Reviews provided by Syndetics

Library Journal Review

Stewart, a member of the board of editors of Fortune magazine, is a forerunner in the field of "intellectual capital." Opening with the statement that "information and knowledge are the thermonuclear competitive weapons of our time," he defines intellectual capital as the total of everything that everyone in an organization knows, e.g., "knowledge, information, intellectual property, experience," and other things that can be used in "wealth" creation. Stewart then argues that the efficient use of an organization's knowledge may determine its success or failure. This volume has its theoretical side but contains many examples taken from companies such as General Electric, Hewlett-Packard, and Merck, so it is also very usable and practical. A timely title that should be available in all public, school, and academic collections and on the reading lists of all corporate executives as well.‘Littleton M. Maxwell, Univ. of Richmond, Va. (c) Copyright 2010. Library Journals LLC, a wholly owned subsidiary of Media Source, Inc. No redistribution permitted.

Publishers Weekly Review

It is ironic that in a book about how to use knowledge, Stewart, former president and publisher of Atheneum, doesn't begin with his strongest material.
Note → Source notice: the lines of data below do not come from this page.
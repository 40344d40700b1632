//! Bulk batch analysis
//!
//! Parsing is cheap and happens on the calling side; only the morphometrics
//! step runs on the worker pool. Results arrive out of submission order on a
//! channel as they complete; a per-file failure becomes a record with
//! `error` set and never aborts the rest of the batch.

use std::collections::VecDeque;
use std::sync::atomic::{AtomicBool, AtomicUsize, Ordering};
use std::sync::{mpsc, Arc, Mutex};

use serde::{Deserialize, Serialize};

use neurotrace_core::{compute_stats, parse_file};

use crate::morphometrics::compute_morphometrics;
use crate::snapshot::TreeSnapshot;

/// Upper bound on pool size regardless of hardware parallelism.
pub const MAX_BATCH_WORKERS: usize = 8;

/// One input file: name (drives format detection) plus full content.
#[derive(Debug, Clone)]
pub struct BatchInput {
    pub file_name: String,
    pub content: String,
}

/// Per-file summary row, mirroring what a results table shows.
#[derive(Debug, Clone, Default, PartialEq, Serialize, Deserialize)]
pub struct BatchRecord {
    pub file_name: String,
    pub node_count: usize,
    pub total_length: f64,
    pub total_surface: f64,
    pub total_volume: f64,
    pub branch_count: usize,
    pub tip_count: usize,
    pub max_strahler_order: u32,
    pub convex_hull_volume: f64,
    pub fractal_dimension: f64,
    pub error: Option<String>,
}

/// A parsed file waiting for its morphometrics pass.
struct BatchTask {
    file_name: String,
    node_count: usize,
    snapshot: TreeSnapshot,
}

/// Handle owned by the caller: a stream of records, progress counters, and a
/// cancel switch.
pub struct BatchHandle {
    pub results: mpsc::Receiver<BatchRecord>,
    total: usize,
    done: Arc<AtomicUsize>,
    cancelled: Arc<AtomicBool>,
}

impl BatchHandle {
    pub fn total(&self) -> usize {
        self.total
    }

    pub fn done(&self) -> usize {
        self.done.load(Ordering::SeqCst)
    }

    /// Stop dispatch. Queued tasks are dropped; results already in flight
    /// are discarded by the receiving side when the handle drops.
    pub fn cancel(&self) {
        self.cancelled.store(true, Ordering::SeqCst);
    }
}

fn pool_size(n_files: usize) -> usize {
    let hardware = std::thread::available_parallelism()
        .map(|n| n.get())
        .unwrap_or(4);
    hardware.min(MAX_BATCH_WORKERS).min(n_files).max(1)
}

/// Run morphometrics over a set of files on a fixed-size worker pool.
///
/// Files are parsed here, on the calling thread; unparseable files produce
/// an error record immediately. Everything else is queued for the workers.
pub fn run_batch(files: Vec<BatchInput>, workers: Option<usize>) -> BatchHandle {
    let total = files.len();
    let workers = workers.unwrap_or_else(|| pool_size(total));
    let (result_tx, result_rx) = mpsc::channel::<BatchRecord>();
    let done = Arc::new(AtomicUsize::new(0));
    let cancelled = Arc::new(AtomicBool::new(false));

    let mut tasks: VecDeque<BatchTask> = VecDeque::new();
    for file in files {
        match parse_file(&file.file_name, &file.content) {
            Ok(morphology) => tasks.push_back(BatchTask {
                file_name: file.file_name,
                node_count: compute_stats(&morphology).total_nodes,
                snapshot: TreeSnapshot::from(&morphology),
            }),
            Err(err) => {
                done.fetch_add(1, Ordering::SeqCst);
                let _ = result_tx.send(BatchRecord {
                    file_name: file.file_name,
                    error: Some(err.to_string()),
                    ..Default::default()
                });
            }
        }
    }

    tracing::debug!(total, workers, queued = tasks.len(), "starting batch analysis");

    let queue = Arc::new(Mutex::new(tasks));
    for _ in 0..workers {
        let queue = Arc::clone(&queue);
        let result_tx = result_tx.clone();
        let done = Arc::clone(&done);
        let cancelled = Arc::clone(&cancelled);

        std::thread::spawn(move || {
            loop {
                if cancelled.load(Ordering::SeqCst) {
                    break;
                }
                let task = queue.lock().expect("queue lock poisoned").pop_front();
                let Some(task) = task else { break };

                let metrics = compute_morphometrics(&task.snapshot);
                let record = BatchRecord {
                    file_name: task.file_name,
                    node_count: task.node_count,
                    total_length: metrics.total_length,
                    total_surface: metrics.total_surface,
                    total_volume: metrics.total_volume,
                    branch_count: metrics.branch_count,
                    tip_count: metrics.tip_count,
                    max_strahler_order: metrics.max_strahler_order,
                    convex_hull_volume: metrics.convex_hull_volume,
                    fractal_dimension: metrics.fractal_dimension,
                    error: None,
                };

                done.fetch_add(1, Ordering::SeqCst);
                if result_tx.send(record).is_err() {
                    // caller dropped the handle; nothing left to report to
                    break;
                }
            }
        });
    }

    BatchHandle {
        results: result_rx,
        total,
        done,
        cancelled,
    }
}
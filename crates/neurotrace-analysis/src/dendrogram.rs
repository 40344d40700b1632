//! Dendrogram layout: tree → 2-D projection
//!
//! x is cumulative path distance from the chosen root, y is leaf order with
//! internal nodes centered over their children. Both passes are iterative.

use std::collections::BTreeMap;

use serde::{Deserialize, Serialize};

use neurotrace_core::{distance, Morphology};

#[derive(Debug, Clone, Copy, PartialEq, Serialize, Deserialize)]
pub struct DendroNode {
    pub id: i64,
    /// Path distance from the root, µm.
    pub x: f64,
    /// Leaf order index (leaves), or midpoint of the children's range.
    pub y: f64,
    pub node_type: i32,
    pub parent_id: i64,
    pub is_leaf: bool,
    pub is_branch: bool,
}

/// Lay out the subtree under `root_id`. Unknown roots produce an empty map.
pub fn dendrogram_layout(m: &Morphology, root_id: i64) -> BTreeMap<i64, DendroNode> {
    let mut result = BTreeMap::new();
    if !m.nodes.contains_key(&root_id) {
        return result;
    }

    // Pass 1: cumulative distance via iterative DFS, recording visit order.
    let mut dist_from_root: BTreeMap<i64, f64> = BTreeMap::from([(root_id, 0.0)]);
    let mut dfs_order: Vec<i64> = Vec::new();
    let mut stack = vec![root_id];

    while let Some(id) = stack.pop() {
        dfs_order.push(id);
        let node = &m.nodes[&id];
        let parent_dist = dist_from_root[&id];

        for &child_id in m.children(id) {
            let Some(child) = m.nodes.get(&child_id) else {
                continue;
            };
            dist_from_root.insert(child_id, parent_dist + distance(child, node));
            stack.push(child_id);
        }
    }

    // Pass 2: bottom-up over the reverse DFS order. Leaves take sequential
    // indices; internal nodes take the midpoint of their children's range.
    let mut leaf_index = 0u32;
    let mut y_min: BTreeMap<i64, f64> = BTreeMap::new();
    let mut y_max: BTreeMap<i64, f64> = BTreeMap::new();
    let mut y_val: BTreeMap<i64, f64> = BTreeMap::new();

    for &id in dfs_order.iter().rev() {
        let children = m.children(id);
        if children.is_empty() {
            let y = f64::from(leaf_index);
            leaf_index += 1;
            y_val.insert(id, y);
            y_min.insert(id, y);
            y_max.insert(id, y);
        } else {
            let mut lo = f64::INFINITY;
            let mut hi = f64::NEG_INFINITY;
            for child_id in children {
                if let Some(&v) = y_min.get(child_id) {
                    lo = lo.min(v);
                }
                if let Some(&v) = y_max.get(child_id) {
                    hi = hi.max(v);
                }
            }
            y_val.insert(id, (lo + hi) / 2.0);
            y_min.insert(id, lo);
            y_max.insert(id, hi);
        }
    }

    for &id in &dfs_order {
        let node = &m.nodes[&id];
        let child_count = m.children(id).len();
        result.insert(
            id,
            DendroNode {
                id,
                x: dist_from_root.get(&id).copied().unwrap_or(0.0),
                y: y_val.get(&id).copied().unwrap_or(0.0),
                node_type: node.node_type,
                parent_id: node.parent_id,
                is_leaf: child_count == 0,
                is_branch: child_count >= 2,
            },
        );
    }

    result
}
Instead of stressing the three components of intellectual capital-human, organizational and customer-he devotes nearly the first third of the book to documenting the importance of knowledge in today's workplace. The problem is that stories about how 80% of the cost of producing a pair of Levi's blue jeans goes for information and how America now spends more on information technology than on production equipment read like old news-and should. Stewart has covered this ground in Fortune magazine, of which he is a member of the board of editors (citing himself nearly three dozen times in the notes). What's new in this engaging and well-written book is the discussion about how corporations can increase their workers' knowledge, capitalize on the implicit knowledge within the organization and exploit the value of their relationship with customers, what he calls "customer capital." And Stewart is a pro at explaining how managers can determine which workers have knowledge worth keeping and which can be easily replaced. Managers need that kind of information more than they do background. (Mar.) (c) Copyright PWxyz, LLC. All rights reserved

Author notes provided by Syndetics

Thomas A. Stewart lives in New York City.